OWL Intuition Power Meter Data into OpenHAB

Hi there,

I’ve had an OWL Intuition power meter for two years now, I was planning to switch it for a Z-Wave power meter, but never got around to it. Recently I found out that the OWL sends its power data in XML format over multicast (example code here).

I have 3-phase electricity and 3-pase solar monitoring on the same OWL.

A couple of users here have implemented partly working solutions, but they didn’t work for me.

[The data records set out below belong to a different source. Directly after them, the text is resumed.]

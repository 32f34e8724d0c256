//! Return desk over a fixed set of sample loans. Purely in-memory: no
//! network calls, the sample set stands in for the patron's checkouts.

use chrono::{DateTime, Duration, Utc};
use once_cell::sync::Lazy;

/// A checked-out book as the return desk sees it.
#[derive(Debug, Clone)]
pub struct Loan {
    pub id: u64,
    pub title: String,
    /// Day the book is due back, as an ISO date.
    pub due_date: String,
    pub overdue: bool,
    pub return_date: Option<DateTime<Utc>>,
}

fn loan(id: u64, title: &str, due_date: &str, overdue: bool) -> Loan {
    Loan {
        id,
        title: title.to_string(),
        due_date: due_date.to_string(),
        overdue,
        return_date: None,
    }
}

static SAMPLE_LOANS: Lazy<Vec<Loan>> = Lazy::new(|| {
    vec![
        loan(1, "Python编程", "2025-07-15", false),
        loan(2, "数据结构与算法", "2025-07-20", false),
        loan(3, "三体", "2025-07-05", true),
        loan(4, "人类简史", "2025-07-30", false),
        loan(5, "Python数据分析", "2025-06-20", true),
    ]
});

#[derive(Debug, Clone)]
struct StatusMessage {
    text: String,
    expires_at: DateTime<Utc>,
}

/// Partitions the sample loans into borrowed and returned. A loan lives
/// in exactly one of the two lists at any time.
#[derive(Debug)]
pub struct ReturnDesk {
    borrowed: Vec<Loan>,
    returned: Vec<Loan>,
    message: Option<StatusMessage>,
    message_ttl: Duration,
}

impl ReturnDesk {
    pub fn new(message_ttl_secs: i64) -> Self {
        Self {
            borrowed: SAMPLE_LOANS.clone(),
            returned: Vec::new(),
            message: None,
            message_ttl: Duration::seconds(message_ttl_secs),
        }
    }

    pub fn borrowed(&self) -> &[Loan] {
        &self.borrowed
    }

    pub fn returned(&self) -> &[Loan] {
        &self.returned
    }

    /// Return a loan by id: move it to the front of the returned list,
    /// stamp the return date, and post a status message. Unknown ids are
    /// a no-op and returns false.
    pub fn return_loan(&mut self, id: u64, now: DateTime<Utc>) -> bool {
        let pos = match self.borrowed.iter().position(|l| l.id == id) {
            Some(p) => p,
            None => return false,
        };
        let mut loan = self.borrowed.remove(pos);
        loan.return_date = Some(now);

        let suffix = if loan.overdue { " (overdue)" } else { "" };
        self.message = Some(StatusMessage {
            text: format!("\"{}\" returned{}", loan.title, suffix),
            expires_at: now + self.message_ttl,
        });
        self.returned.insert(0, loan);
        true
    }

    /// The current status message, if it has not expired. Expired
    /// messages are dropped on access.
    pub fn message(&mut self, now: DateTime<Utc>) -> Option<&str> {
        let expired = self.message.as_ref().is_some_and(|m| now >= m.expires_at);
        if expired {
            self.message = None;
        }
        self.message.as_ref().map(|m| m.text.as_str())
    }

    pub fn render(&mut self, now: DateTime<Utc>) {
        if let Some(text) = self.message(now) {
            println!("* {}", text);
        }
        println!("To return ({})", self.borrowed.len());
        if self.borrowed.is_empty() {
            println!("  Nothing to return.");
        }
        for loan in self.borrowed() {
            let flag = if loan.overdue { " [overdue]" } else { "" };
            println!("  #{:<3} {} (due {}){}", loan.id, loan.title, loan.due_date, flag);
        }
        if !self.returned.is_empty() {
            println!("Returned ({})", self.returned.len());
            for loan in self.returned() {
                let when = loan
                    .return_date
                    .map(|d| d.format("%Y-%m-%d").to_string())
                    .unwrap_or_default();
                println!("  #{:<3} {} (returned {})", loan.id, loan.title, when);
            }
        }
        println!("Commands: return <book-id>");
    }
}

In the end, I managed to modify a python script that I found so that it suited my needs. Then the output from this script is used by a shell script to send JSON lines over MQTT.
I’m running all this on a RaspberryPi, as well as OpenHAB.

Here is the python script, which I very crudely modified to output each channel read from the OWL meter.

import socket
import struct
import json
from xml.etree import ElementTree as ET

OWL_PORT = 22600
OWL_GROUP = "224.192.32.19"

sock = socket.socket(socket.AF_INET, socket.SOCK_DGRAM, socket.IPPROTO_UDP)
sock.setsockopt(socket.SOL_SOCKET, socket.SO_REUSEADDR, 1)
sock.bind((OWL_GROUP, OWL_PORT))
mreq = struct.pack("=4sl", socket.inet_aton(OWL_GROUP), socket.INADDR_ANY)
sock.setsockopt(socket.IPPROTO_IP, socket.IP_ADD_MEMBERSHIP, mreq)

while True:
    # Collect the XML multicast message
    xml, addr = sock.recvfrom(1024)
    # Parse the XML string
    root = ET.fromstring(xml)

    # Only process those messages we are interested in
    if root.tag == 'electricity' or root.tag == 'solar':
    
        timestamp_value = 0
        timestamp = root.find('timestamp')
        if timestamp is not None:
            timestamp_value = int(timestamp.text)
    
        # iterate over each zone (Owl supports up to 4), but we don't distinguish
        for chan in root.iter('chan'):

            chan_value = 0
            #chanid = chan.find('chan')
            #if chanid is not None:
	    chan_value = int(chan.attrib["id"])

            current_value = 0.0
            current = chan.find('curr')
            if current is not None:
                current_value = float(current.text)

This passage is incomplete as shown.